Background Tranexamic acid (TXA), a synthetic antifibrinolytic drug, is effective as a treatment for serious hemorrhage, including bleeding arising from major trauma and post‐operative interventions. Significant acute gastrointestinal bleeding may have a poor outcome despite routine medical and endoscopic treatments. The aim of this study was to assess whether early intravenous and/or intravenous plus topical administration of TXA reduces the need for urgent endoscopy for acute gastrointestinal bleeding.
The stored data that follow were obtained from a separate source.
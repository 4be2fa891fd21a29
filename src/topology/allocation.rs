//! Assembly-phase memory allocation.
//!
//! # Responsibilities
//! - Provide the allocate/deallocate capability used while the topology is built
//! - Supply the process-wide system-heap allocator ([`MALLOCATOR`])
//! - Allow a byte budget to be imposed on assembly ([`BoundedAllocator`])
//!
//! # Design Decisions
//! - Only used during the single-threaded assembly phase
//! - Allocation failure is reported, never retried; the caller treats it as fatal
//! - Blocks are zero-initialized so they can be viewed as byte slices

use std::alloc::{GlobalAlloc, Layout, System};
use std::ptr::NonNull;
use std::sync::atomic::{AtomicUsize, Ordering};
use thiserror::Error;

/// Alignment of every block handed out during assembly.
pub const BLOCK_ALIGN: usize = 16;

/// Errors returned by an [`AssemblyAllocator`].
#[derive(Debug, Clone, PartialEq, Eq, Error)]
pub enum AllocationError {
    #[error("zero-size allocation requested for memory id {identifier}")]
    ZeroSize { identifier: u32 },

    #[error("allocation of {size} bytes for memory id {identifier} has no valid layout")]
    Layout { identifier: u32, size: usize },

    #[error("out of memory allocating {size} bytes for memory id {identifier}")]
    Exhausted { identifier: u32, size: usize },

    #[error("allocation of {size} bytes for memory id {identifier} exceeds budget ({used} of {budget} bytes in use)")]
    BudgetExceeded {
        identifier: u32,
        size: usize,
        used: usize,
        budget: usize,
    },
}

/// An owned, zero-initialized memory block.
///
/// A block must be given back to the allocator that produced it via
/// [`AssemblyAllocator::deallocate`]; dropping it leaks the memory.
#[derive(Debug)]
pub struct Block {
    ptr: NonNull<u8>,
    layout: Layout,
}

// The block is uniquely owned and only exposes its bytes through `&`/`&mut self`.
unsafe impl Send for Block {}
unsafe impl Sync for Block {}

impl Block {
    pub fn len(&self) -> usize {
        self.layout.size()
    }

    pub fn is_empty(&self) -> bool {
        self.layout.size() == 0
    }

    pub fn as_slice(&self) -> &[u8] {
        // SAFETY: ptr is valid for `len` initialized bytes for the lifetime of the block.
        unsafe { std::slice::from_raw_parts(self.ptr.as_ptr(), self.layout.size()) }
    }

    pub fn as_mut_slice(&mut self) -> &mut [u8] {
        // SAFETY: as above, and `&mut self` guarantees exclusive access.
        unsafe { std::slice::from_raw_parts_mut(self.ptr.as_ptr(), self.layout.size()) }
    }
}

/// Allocation capability used by the assembly phase.
pub trait AssemblyAllocator: Send + Sync {
    /// Allocate `size` bytes tagged with a memory `identifier`.
    fn allocate(&self, identifier: u32, size: usize) -> Result<Block, AllocationError>;

    /// Return a block obtained from [`AssemblyAllocator::allocate`].
    fn deallocate(&self, identifier: u32, block: Block);
}

/// General-purpose allocator backed by the system heap.
#[derive(Debug, Default, Clone, Copy)]
pub struct MallocAllocator;

/// Process-wide allocator used for topology construction.
pub static MALLOCATOR: MallocAllocator = MallocAllocator;

impl AssemblyAllocator for MallocAllocator {
    fn allocate(&self, identifier: u32, size: usize) -> Result<Block, AllocationError> {
        if size == 0 {
            return Err(AllocationError::ZeroSize { identifier });
        }
        let layout = Layout::from_size_align(size, BLOCK_ALIGN)
            .map_err(|_| AllocationError::Layout { identifier, size })?;

        // SAFETY: layout has non-zero size.
        let ptr = unsafe { System.alloc_zeroed(layout) };
        let ptr = NonNull::new(ptr).ok_or(AllocationError::Exhausted { identifier, size })?;

        tracing::trace!(identifier, size, "Assembly allocation");
        Ok(Block { ptr, layout })
    }

    fn deallocate(&self, identifier: u32, block: Block) {
        tracing::trace!(identifier, size = block.len(), "Assembly deallocation");
        // SAFETY: the block was produced by `allocate` with this exact layout.
        unsafe { System.dealloc(block.ptr.as_ptr(), block.layout) }
    }
}

/// Wraps another allocator and refuses requests past a byte budget.
#[derive(Debug)]
pub struct BoundedAllocator<A> {
    inner: A,
    budget: usize,
    used: AtomicUsize,
}

impl<A: AssemblyAllocator> BoundedAllocator<A> {
    pub fn new(inner: A, budget: usize) -> Self {
        Self {
            inner,
            budget,
            used: AtomicUsize::new(0),
        }
    }

    /// Bytes currently allocated through this wrapper.
    pub fn used(&self) -> usize {
        self.used.load(Ordering::Relaxed)
    }

    pub fn budget(&self) -> usize {
        self.budget
    }
}

impl<A: AssemblyAllocator> AssemblyAllocator for BoundedAllocator<A> {
    fn allocate(&self, identifier: u32, size: usize) -> Result<Block, AllocationError> {
        let mut used = self.used.load(Ordering::Relaxed);
        loop {
            let next = used.saturating_add(size);
            if next > self.budget {
                tracing::warn!(identifier, size, used, budget = self.budget, "Assembly memory budget exceeded");
                return Err(AllocationError::BudgetExceeded {
                    identifier,
                    size,
                    used,
                    budget: self.budget,
                });
            }
            match self.used.compare_exchange_weak(used, next, Ordering::Relaxed, Ordering::Relaxed) {
                Ok(_) => break,
                Err(x) => used = x,
            }
        }

        self.inner.allocate(identifier, size).inspect_err(|_| {
            self.used.fetch_sub(size, Ordering::Relaxed);
        })
    }

    fn deallocate(&self, identifier: u32, block: Block) {
        self.used.fetch_sub(block.len(), Ordering::Relaxed);
        self.inner.deallocate(identifier, block);
    }
}

impl<A: AssemblyAllocator + ?Sized> AssemblyAllocator for &A {
    fn allocate(&self, identifier: u32, size: usize) -> Result<Block, AllocationError> {
        (**self).allocate(identifier, size)
    }

    fn deallocate(&self, identifier: u32, block: Block) {
        (**self).deallocate(identifier, block)
    }
}

#[cfg(test)]
mod tests {
    use super::*;

    #[test]
    fn test_malloc_round_trip() {
        let mut block = MALLOCATOR.allocate(7, 64).unwrap();
        assert_eq!(block.len(), 64);
        assert!(block.as_slice().iter().all(|b| *b == 0));
        block.as_mut_slice()[63] = 0xAB;
        assert_eq!(block.as_slice()[63], 0xAB);
        MALLOCATOR.deallocate(7, block);
    }

    #[test]
    fn test_zero_size_rejected() {
        assert_eq!(
            MALLOCATOR.allocate(3, 0).unwrap_err(),
            AllocationError::ZeroSize { identifier: 3 }
        );
    }

    #[test]
    fn test_bounded_allocator_budget() {
        let bounded = BoundedAllocator::new(MallocAllocator, 100);
        let a = bounded.allocate(1, 60).unwrap();
        assert_eq!(bounded.used(), 60);

        let err = bounded.allocate(2, 50).unwrap_err();
        assert_eq!(
            err,
            AllocationError::BudgetExceeded {
                identifier: 2,
                size: 50,
                used: 60,
                budget: 100,
            }
        );
        assert_eq!(bounded.used(), 60);

        bounded.deallocate(1, a);
        assert_eq!(bounded.used(), 0);

        let b = bounded.allocate(2, 100).unwrap();
        bounded.deallocate(2, b);
    }

    #[test]
    fn test_allocator_by_reference() {
        fn take<A: AssemblyAllocator>(alloc: A) -> Block {
            alloc.allocate(9, 8).unwrap()
        }
        let block = take(&MALLOCATOR);
        MALLOCATOR.deallocate(9, block);
    }
}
Method This double‐blind randomized clinical trial included 410 patients with proven acute gastrointestinal bleeding. All patients received conventional therapy. The subjects were randomized to three groups: (A) 138 patients received intravenous TXA (1 g q6h); (B) 133 patients received topical TXA (1 g single dose by nasogastric tube) plus systemic TXA; and (C) 139 patients received a placebo (sodium chloride 0.9%) for 24 hours. Subgroup statistical analyses were conducted for urgent endoscopy, mortality, re‐bleeding, blood transfusion, endoscopic and/or surgical intervention rates, and health status. Results The time to endoscopy was significantly shorter in group C (15.58 ± 7.994, p  < 0.001). A need for urgent endoscopy was seen in 14.49%, 10.52%, and 30.21% of patients in groups A, B, and C, respectively ( p  < 0.001). No significant statistical differences were seen between treatment groups regarding mortality, re‐bleeding, blood transfusion, and endoscopic and/or surgical intervention rates. No thromboembolic event was documented during the 1‐week follow up. Conclusions Our results showed that the antifibrinolytic properties of TXA can aid in changing an urgent endoscopy to an elective procedure, with better outcomes for both physicians and patients.